▶ **Task to carry out**:
The answer must consist of every line in the data below that holds the word "DateTime".

Task inputs Block Start

use chrono::{DateTime, Utc};
use uuid::Uuid;

use crate::engine::events::{PushEvent, SessionEvent};
use crate::geo::build_map_view;
use crate::models::geo::GeoPoint;
use crate::models::service::{ActiveRoute, ServiceStatus};
use crate::models::session::{ControllerState, DeliverySession, SessionMode};

/// Per-transporter session store entry.
#[derive(Debug, Clone, Default)]
pub struct SessionSlot {
    pub session: Option<DeliverySession>,
    /// Highest input sequence applied to this slot.
    pub last_seq: u64,
    announced_empty: bool,
}

#[derive(Debug, Clone)]
pub struct PollResult {
    pub state: ControllerState,
    pub route: Option<ActiveRoute>,
}

#[derive(Debug, Clone)]
pub enum SessionInput {
    Poll(PollResult),
    Push(PushEvent),
}

pub struct ReduceContext<'a> {
    pub transporter_id: &'a str,
    pub seq: u64,
    pub device: Option<GeoPoint>,
    pub now: DateTime<Utc>,
}

#[derive(Debug, Default)]
pub struct Reduction {
    pub applied: bool,
    pub events: Vec<SessionEvent>,
}

impl Reduction {
    fn skipped() -> Self {
        Self::default()
    }
}

fn rank(state: ControllerState) -> u8 {
    match state {
        ControllerState::NoSession => 0,
        ControllerState::Picking => 1,
        ControllerState::TransitioningToInTransit => 2,
        ControllerState::InTransit => 3,
        ControllerState::Completed => 4,
    }
}

/// Applies one input. Polls older than the newest applied input are
/// dropped, and within one service the state never moves backwards.
pub fn reduce(slot: &mut SessionSlot, input: SessionInput, ctx: &ReduceContext<'_>) -> Reduction {
    match input {
        SessionInput::Poll(poll) => reduce_poll(slot, poll, ctx),
        SessionInput::Push(push) => reduce_push(slot, push, ctx),
    }
}

fn reduce_poll(slot: &mut SessionSlot, poll: PollResult, ctx: &ReduceContext<'_>) -> Reduction {
    if ctx.seq <= slot.last_seq {
        return Reduction::skipped();
    }

    let route = match (poll.state, poll.route) {
        (ControllerState::NoSession, _) | (_, None) => {
            slot.last_seq = ctx.seq;
            return clear_session(slot, ctx);
        }
        (_, Some(route)) => route,
    };

    let previous = slot.session.as_ref();
    let same_service = previous
        .map(|s| s.service.service_id == route.service.service_id)
        .unwrap_or(false);

    if same_service {
        if let Some(current) = previous {
            if rank(poll.state) < rank(current.state) {
                return Reduction::skipped();
            }
        }
    }

    let mode = poll.state.mode();
    let map = build_map_view(mode, &route.service, ctx.device);
    let mut events = Vec::new();

    let previous_mode = previous.map(|s| s.mode).unwrap_or(SessionMode::None);
    if !same_service || previous_mode != mode {
        events.push(SessionEvent::ModeChanged {
            transporter_id: ctx.transporter_id.to_string(),
            from: previous_mode,
            to: mode,
            state: poll.state,
        });
    }

    let markers_changed = previous.map(|s| s.map.markers != map.markers).unwrap_or(true);
    if markers_changed {
        events.push(SessionEvent::MarkersUpdated {
            transporter_id: ctx.transporter_id.to_string(),
            markers: map.markers.len(),
        });
    }

    let session_id = match previous {
        Some(current) if same_service => current.session_id,
        _ => Uuid::new_v4(),
    };

    slot.session = Some(DeliverySession {
        session_id,
        transporter_id: ctx.transporter_id.to_string(),
        mode,
        state: poll.state,
        region: map.region,
        service: route.service,
        bookings: route.bookings,
        map,
        poll_seq: ctx.seq,
        updated_at: ctx.now,
    });
    slot.last_seq = ctx.seq;
    slot.announced_empty = false;

    Reduction {
        applied: true,
        events,
    }
}

fn clear_session(slot: &mut SessionSlot, ctx: &ReduceContext<'_>) -> Reduction {
    let mut events = Vec::new();

    if let Some(previous) = slot.session.take() {
        events.push(SessionEvent::ModeChanged {
            transporter_id: ctx.transporter_id.to_string(),
            from: previous.mode,
            to: SessionMode::None,
            state: ControllerState::NoSession,
        });
    }

    if !slot.announced_empty {
        events.push(SessionEvent::NoActiveSession {
            transporter_id: ctx.transporter_id.to_string(),
        });
        slot.announced_empty = true;
    }

    Reduction {
        applied: true,
        events,
    }
}

fn reduce_push(slot: &mut SessionSlot, push: PushEvent, ctx: &ReduceContext<'_>) -> Reduction {
    let Some(session) = slot.session.as_mut() else {
        return Reduction::skipped();
    };

    let mut events = Vec::new();

    match push {
        PushEvent::BookingStatusChanged { booking_id, status } => {
            let Some(booking) = session
                .bookings
                .iter_mut()
                .find(|b| b.booking_id == booking_id)
            else {
                return Reduction::skipped();
            };

            booking.status = status;
            events.push(SessionEvent::BookingUpdated {
                transporter_id: ctx.transporter_id.to_string(),
                booking_id,
                status,
            });
        }
        PushEvent::ServiceStatusChanged { service_id, status } => {
            if session.service.service_id != service_id {
                return Reduction::skipped();
            }

            session.service.status = status;
            let next_state = match status {
                ServiceStatus::Completed => Some(ControllerState::Completed),
                ServiceStatus::InTransit | ServiceStatus::Dropping => {
                    Some(ControllerState::InTransit)
                }
                _ => None,
            };

            if let Some(next) = next_state.filter(|next| rank(*next) > rank(session.state)) {
                let from = session.mode;
                session.state = next;
                session.mode = next.mode();

                if from != session.mode {
                    session.map = build_map_view(session.mode, &session.service, ctx.device);
                    session.region = session.map.region;
                    events.push(SessionEvent::ModeChanged {
                        transporter_id: ctx.transporter_id.to_string(),
                        from,
                        to: session.mode,
                        state: next,
                    });
                }

                if next == ControllerState::Completed {
                    events.push(SessionEvent::SessionCompleted {
                        transporter_id: ctx.transporter_id.to_string(),
                        service_id,
                    });
                }
            }
        }
    }

    session.updated_at = ctx.now;
    slot.last_seq = slot.last_seq.max(ctx.seq);

    Reduction {
        applied: true,
        events,
    }
}

#[cfg(test)]
mod tests {
    use chrono::Utc;

    use super::{reduce, PollResult, ReduceContext, SessionInput, SessionSlot};
    use crate::engine::events::{PushEvent, SessionEvent};
    use crate::models::booking::{Booking, BookingStatus};
    use crate::models::geo::StopLocation;
    use crate::models::service::{ActiveRoute, ServiceRecord, ServiceStatus};
    use crate::models::session::{ControllerState, SessionMode};

    fn route(service_id: &str) -> ActiveRoute {
        ActiveRoute {
            service: ServiceRecord {
                service_id: service_id.to_string(),
                vehicle_plate: Some("KDA 123X".to_string()),
                farmer_locations: vec![StopLocation {
                    user_id: Some("f-1".to_string()),
                    lat: Some(-1.29),
                    lng: Some(36.82),
                    address: None,
                }],
                buyer_locations: Vec::new(),
                status: ServiceStatus::Picking,
            },
            bookings: vec![Booking {
                booking_id: "bk-1".to_string(),
                farmer_user_id: Some("f-1".to_string()),
                buyer_user_id: Some("b-1".to_string()),
                status: BookingStatus::Pending,
                address: None,
                phone: None,
                distance_km: None,
                total_price: None,
            }],
        }
    }

    fn ctx(seq: u64) -> ReduceContext<'static> {
        ReduceContext {
            transporter_id: "t-1",
            seq,
            device: None,
            now: Utc::now(),
        }
    }

    fn poll(state: ControllerState, route: Option<ActiveRoute>) -> SessionInput {
        SessionInput::Poll(PollResult { state, route })
    }

    #[test]
    fn first_poll_creates_session_and_announces_mode() {
        let mut slot = SessionSlot::default();
        let out = reduce(&mut slot, poll(ControllerState::Picking, Some(route("svc-1"))), &ctx(1));

        assert!(out.applied);
        let session = slot.session.as_ref().unwrap();
        assert_eq!(session.mode, SessionMode::Picking);
        assert_eq!(session.bookings.len(), 1);
        assert!(matches!(
            out.events[0],
            SessionEvent::ModeChanged { to: SessionMode::Picking, .. }
        ));
    }

    #[test]
    fn stale_poll_is_dropped() {
        let mut slot = SessionSlot::default();
        reduce(&mut slot, poll(ControllerState::InTransit, Some(route("svc-1"))), &ctx(5));
        let out = reduce(&mut slot, poll(ControllerState::NoSession, None), &ctx(4));

        assert!(!out.applied);
        assert_eq!(slot.session.unwrap().mode, SessionMode::InTransit);
    }

    #[test]
    fn mode_never_regresses_within_a_service() {
        let mut slot = SessionSlot::default();
        reduce(&mut slot, poll(ControllerState::InTransit, Some(route("svc-1"))), &ctx(1));
        let out = reduce(&mut slot, poll(ControllerState::Picking, Some(route("svc-1"))), &ctx(2));

        assert!(!out.applied);
        assert_eq!(slot.session.unwrap().state, ControllerState::InTransit);
    }

    #[test]
    fn new_service_replaces_session() {
        let mut slot = SessionSlot::default();
        reduce(&mut slot, poll(ControllerState::InTransit, Some(route("svc-1"))), &ctx(1));
        let first_id = slot.session.as_ref().unwrap().session_id;
        reduce(&mut slot, poll(ControllerState::Picking, Some(route("svc-2"))), &ctx(2));

        let session = slot.session.unwrap();
        assert_eq!(session.service.service_id, "svc-2");
        assert_ne!(session.session_id, first_id);
    }

    #[test]
    fn empty_state_is_announced_once() {
        let mut slot = SessionSlot::default();
        let first = reduce(&mut slot, poll(ControllerState::NoSession, None), &ctx(1));
        let second = reduce(&mut slot, poll(ControllerState::NoSession, None), &ctx(2));

        assert_eq!(
            first.events,
            vec![SessionEvent::NoActiveSession {
                transporter_id: "t-1".to_string()
            }]
        );
        assert!(second.events.is_empty());
    }

    #[test]
    fn push_updates_booking_and_fences_older_polls() {
        let mut slot = SessionSlot::default();
        reduce(&mut slot, poll(ControllerState::Picking, Some(route("svc-1"))), &ctx(1));

        let push = SessionInput::Push(PushEvent::BookingStatusChanged {
            booking_id: "bk-1".to_string(),
            status: BookingStatus::Completed,
        });
        assert!(reduce(&mut slot, push, &ctx(3)).applied);

        let late = reduce(&mut slot, poll(ControllerState::Picking, Some(route("svc-1"))), &ctx(2));
        assert!(!late.applied);
        assert!(slot.session.unwrap().all_bookings_completed());
    }

    #[test]
    fn completed_push_marks_session_completed() {
        let mut slot = SessionSlot::default();
        reduce(&mut slot, poll(ControllerState::InTransit, Some(route("svc-1"))), &ctx(1));

        let push = SessionInput::Push(PushEvent::ServiceStatusChanged {
            service_id: "svc-1".to_string(),
            status: ServiceStatus::Completed,
        });
        let out = reduce(&mut slot, push, &ctx(2));

        assert!(out.events.contains(&SessionEvent::SessionCompleted {
            transporter_id: "t-1".to_string(),
            service_id: "svc-1".to_string(),
        }));
        assert_eq!(slot.session.unwrap().state, ControllerState::Completed);
    }

    #[test]
    fn push_without_session_is_ignored() {
        let mut slot = SessionSlot::default();
        let push = SessionInput::Push(PushEvent::BookingStatusChanged {
            booking_id: "bk-1".to_string(),
            status: BookingStatus::Completed,
        });
        assert!(!reduce(&mut slot, push, &ctx(1)).applied);
    }
}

Task inputs Block End

▶ **Written answer**:
use chrono::{DateTime, Utc};
    pub now: DateTime<Utc>,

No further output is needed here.